◆ Dataset records:
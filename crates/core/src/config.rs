//! Report configuration and the one-call pipeline
//!
//! ```json
//! { "filter": ".unit:ns/op", "row": ".name", "col": ".file", "compareAlpha": 0.01 }
//! ```

use crate::builder::Builder;
use crate::data::Record;
use crate::error::{Error, FilterError, Result};
use crate::filter::Filter;
use crate::projection::ProjectionParser;
use crate::stats::{Thresholds, DEFAULT_COMPARE_ALPHA, DEFAULT_CONFIDENCE};
use crate::tables::{TableOpts, Tables};
use crate::units::UnitRegistry;
use serde::{Deserialize, Serialize};
use std::path::Path;
use tracing::{debug, info};

pub const DEFAULT_FILTER: &str = "*";
pub const DEFAULT_ROW: &str = ".fullname";
pub const DEFAULT_COL: &str = ".file";
pub const DEFAULT_IGNORE: &str = "";
pub const DEFAULT_TABLE: &str = ".config";

/// Report configuration. Unset fields take their defaults in
/// [`Config::resolve`].
#[derive(Debug, Clone, Default, PartialEq, Serialize, Deserialize)]
#[serde(default)]
pub struct Config {
    #[serde(alias = "Filter", skip_serializing_if = "Option::is_none")]
    pub filter: Option<String>,
    #[serde(alias = "Row", skip_serializing_if = "Option::is_none")]
    pub row: Option<String>,
    #[serde(alias = "Col", skip_serializing_if = "Option::is_none")]
    pub col: Option<String>,
    #[serde(alias = "Ignore", skip_serializing_if = "Option::is_none")]
    pub ignore: Option<String>,
    #[serde(alias = "Table", skip_serializing_if = "Option::is_none")]
    pub table: Option<String>,
    #[serde(alias = "Confidence", skip_serializing_if = "Option::is_none")]
    pub confidence: Option<f64>,
    #[serde(
        alias = "compareAlpha",
        alias = "CompareAlpha",
        skip_serializing_if = "Option::is_none"
    )]
    pub compare_alpha: Option<f64>,
    #[serde(alias = "Baseline", skip_serializing_if = "Option::is_none")]
    pub baseline: Option<String>,
}

/// Configuration with every default applied
#[derive(Debug, Clone, PartialEq)]
pub struct ResolvedConfig {
    pub filter: String,
    pub row: String,
    pub col: String,
    pub ignore: String,
    pub table: String,
    pub confidence: f64,
    pub thresholds: Thresholds,
    pub baseline: Option<String>,
}

impl Config {
    /// Load configuration from a JSON file
    pub fn load_from_file(path: &Path) -> Result<Self> {
        let content = std::fs::read_to_string(path).map_err(|e| Error::FileReadError {
            path: path.display().to_string(),
            source: e,
        })?;

        let config: Self = serde_json::from_str(&content)?;
        Ok(config)
    }

    /// Overlay `other` on top of `self`; set fields of `other` win.
    pub fn merge(self, other: Config) -> Config {
        Config {
            filter: other.filter.or(self.filter),
            row: other.row.or(self.row),
            col: other.col.or(self.col),
            ignore: other.ignore.or(self.ignore),
            table: other.table.or(self.table),
            confidence: other.confidence.or(self.confidence),
            compare_alpha: other.compare_alpha.or(self.compare_alpha),
            baseline: other.baseline.or(self.baseline),
        }
    }

    /// Apply defaults and validate numeric settings.
    pub fn resolve(&self) -> Result<ResolvedConfig> {
        let confidence = self.confidence.unwrap_or(DEFAULT_CONFIDENCE);
        if !(confidence > 0.0 && confidence < 1.0) {
            return Err(Error::ConfigError(format!(
                "confidence must be between 0 and 1, got {}",
                confidence
            )));
        }

        let compare_alpha = self.compare_alpha.unwrap_or(DEFAULT_COMPARE_ALPHA);
        if !(compare_alpha > 0.0 && compare_alpha < 1.0) {
            return Err(Error::ConfigError(format!(
                "compare alpha must be between 0 and 1, got {}",
                compare_alpha
            )));
        }

        let text = |value: &Option<String>, default: &str| {
            value.clone().unwrap_or_else(|| default.to_string())
        };

        Ok(ResolvedConfig {
            filter: text(&self.filter, DEFAULT_FILTER),
            row: text(&self.row, DEFAULT_ROW),
            col: text(&self.col, DEFAULT_COL),
            ignore: text(&self.ignore, DEFAULT_IGNORE),
            table: text(&self.table, DEFAULT_TABLE),
            confidence,
            thresholds: Thresholds { compare_alpha },
            baseline: self.baseline.clone().filter(|b| !b.is_empty()),
        })
    }
}

/// Tables plus what the filter had to say along the way
#[derive(Debug, Clone, Default, PartialEq, Serialize)]
pub struct Report {
    pub tables: Tables,
    /// Records the filter kept
    pub kept: usize,
    /// Records the filter dropped
    pub dropped: usize,
    /// Records that matched except that none of their units did
    #[serde(skip_serializing_if = "Vec::is_empty")]
    pub rejected: Vec<FilterError>,
}

/// Compile the configuration, then filter, group and summarize `records`.
///
/// Projections are compiled in table, row, column, ignore order so that
/// `.config` in the table projection excludes keys the others claim.
pub fn build_tables<I>(config: &Config, records: I, units: &UnitRegistry) -> Result<Report>
where
    I: IntoIterator<Item = Record>,
{
    let resolved = config.resolve()?;

    let mut parser = ProjectionParser::new();
    let (table, _) = parser
        .parse_with_unit(&resolved.table)
        .map_err(|source| Error::Spec {
            what: "-table",
            source,
        })?;
    let row = parser
        .parse_required(&resolved.row)
        .map_err(|source| Error::Spec {
            what: "-row",
            source,
        })?;
    let col = parser.parse(&resolved.col).map_err(|source| Error::Spec {
        what: "-col",
        source,
    })?;
    parser
        .parse(&resolved.ignore)
        .map_err(|source| Error::Spec {
            what: "-ignore",
            source,
        })?;
    let residue = parser.residue();

    let filter = Filter::new(&resolved.filter)?;
    debug!("Compiled filter {}", filter);

    let mut builder = Builder::new(table, row, col, residue);
    let mut report = Report::default();
    for mut record in records {
        match filter.apply(&mut record) {
            Ok(true) => {
                builder.add(&record);
                report.kept += 1;
            }
            Ok(false) => report.dropped += 1,
            Err(e) => {
                debug!("Filter rejected record: {}", e);
                report.dropped += 1;
                report.rejected.push(e);
            }
        }
    }

    info!(
        "Kept {} records ({} dropped) in {} tables",
        report.kept,
        report.dropped,
        builder.len()
    );

    let opts = TableOpts {
        confidence: resolved.confidence,
        thresholds: resolved.thresholds,
        units,
        baseline: resolved.baseline.as_deref(),
    };
    report.tables = builder.finish(&opts);
    Ok(report)
}

#[cfg(test)]
mod tests {
    use super::*;
    use crate::error::ProjectionError;
    use std::io::Write;
    use tempfile::NamedTempFile;

    #[test]
    fn test_defaults() {
        let resolved = Config::default().resolve().unwrap();
        assert_eq!(resolved.filter, "*");
        assert_eq!(resolved.row, ".fullname");
        assert_eq!(resolved.col, ".file");
        assert_eq!(resolved.ignore, "");
        assert_eq!(resolved.table, ".config");
        assert_eq!(resolved.confidence, 0.95);
        assert_eq!(resolved.thresholds.compare_alpha, 0.05);
        assert_eq!(resolved.baseline, None);
    }

    #[test]
    fn test_resolve_rejects_bad_levels() {
        let config = Config {
            confidence: Some(1.5),
            ..Default::default()
        };
        assert!(matches!(config.resolve(), Err(Error::ConfigError(_))));

        let config = Config {
            compare_alpha: Some(0.0),
            ..Default::default()
        };
        assert!(matches!(config.resolve(), Err(Error::ConfigError(_))));
    }

    #[test]
    fn test_load_from_file_accepts_both_cases() {
        let mut file = NamedTempFile::new().unwrap();
        write!(
            file,
            r#"{{"Row": ".name", "compareAlpha": 0.01, "confidence": 0.9}}"#
        )
        .unwrap();

        let config = Config::load_from_file(file.path()).unwrap();
        assert_eq!(config.row.as_deref(), Some(".name"));
        assert_eq!(config.compare_alpha, Some(0.01));
        assert_eq!(config.confidence, Some(0.9));
        assert_eq!(config.filter, None);
    }

    #[test]
    fn test_merge_prefers_overrides() {
        let base = Config {
            row: Some(".name".into()),
            col: Some("goos".into()),
            ..Default::default()
        };
        let flags = Config {
            col: Some(".file".into()),
            ..Default::default()
        };
        let merged = base.merge(flags);
        assert_eq!(merged.row.as_deref(), Some(".name"));
        assert_eq!(merged.col.as_deref(), Some(".file"));
    }

    #[test]
    fn test_bad_row_names_the_flag() {
        let config = Config {
            row: Some(".bogus".into()),
            ..Default::default()
        };
        let err = build_tables(&config, Vec::new(), &UnitRegistry::new()).unwrap_err();
        match err {
            Error::Spec { what, source } => {
                assert_eq!(what, "-row");
                assert_eq!(source, ProjectionError::UnknownField(".bogus".into()));
            }
            other => panic!("unexpected error {other:?}"),
        }

        let config = Config {
            row: Some(" ".into()),
            ..Default::default()
        };
        assert!(matches!(
            build_tables(&config, Vec::new(), &UnitRegistry::new()),
            Err(Error::Spec { what: "-row", .. })
        ));
    }

    #[test]
    fn test_bad_filter() {
        let config = Config {
            filter: Some("(a:b".into()),
            ..Default::default()
        };
        assert!(matches!(
            build_tables(&config, Vec::new(), &UnitRegistry::new()),
            Err(Error::Filter(_))
        ));
    }
}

◆ Prompt:
Above are the records; copy exactly the lines from the line with "the others claim." through the line with "let residue = parser.residue();", both included.

◆ Exercise answer:
/// `.config` in the table projection excludes keys the others claim.
pub fn build_tables<I>(config: &Config, records: I, units: &UnitRegistry) -> Result<Report>
where
    I: IntoIterator<Item = Record>,
{
    let resolved = config.resolve()?;

    let mut parser = ProjectionParser::new();
    let (table, _) = parser
        .parse_with_unit(&resolved.table)
        .map_err(|source| Error::Spec {
            what: "-table",
            source,
        })?;
    let row = parser
        .parse_required(&resolved.row)
        .map_err(|source| Error::Spec {
            what: "-row",
            source,
        })?;
    let col = parser.parse(&resolved.col).map_err(|source| Error::Spec {
        what: "-col",
        source,
    })?;
    parser
        .parse(&resolved.ignore)
        .map_err(|source| Error::Spec {
            what: "-ignore",
            source,
        })?;
    let residue = parser.residue();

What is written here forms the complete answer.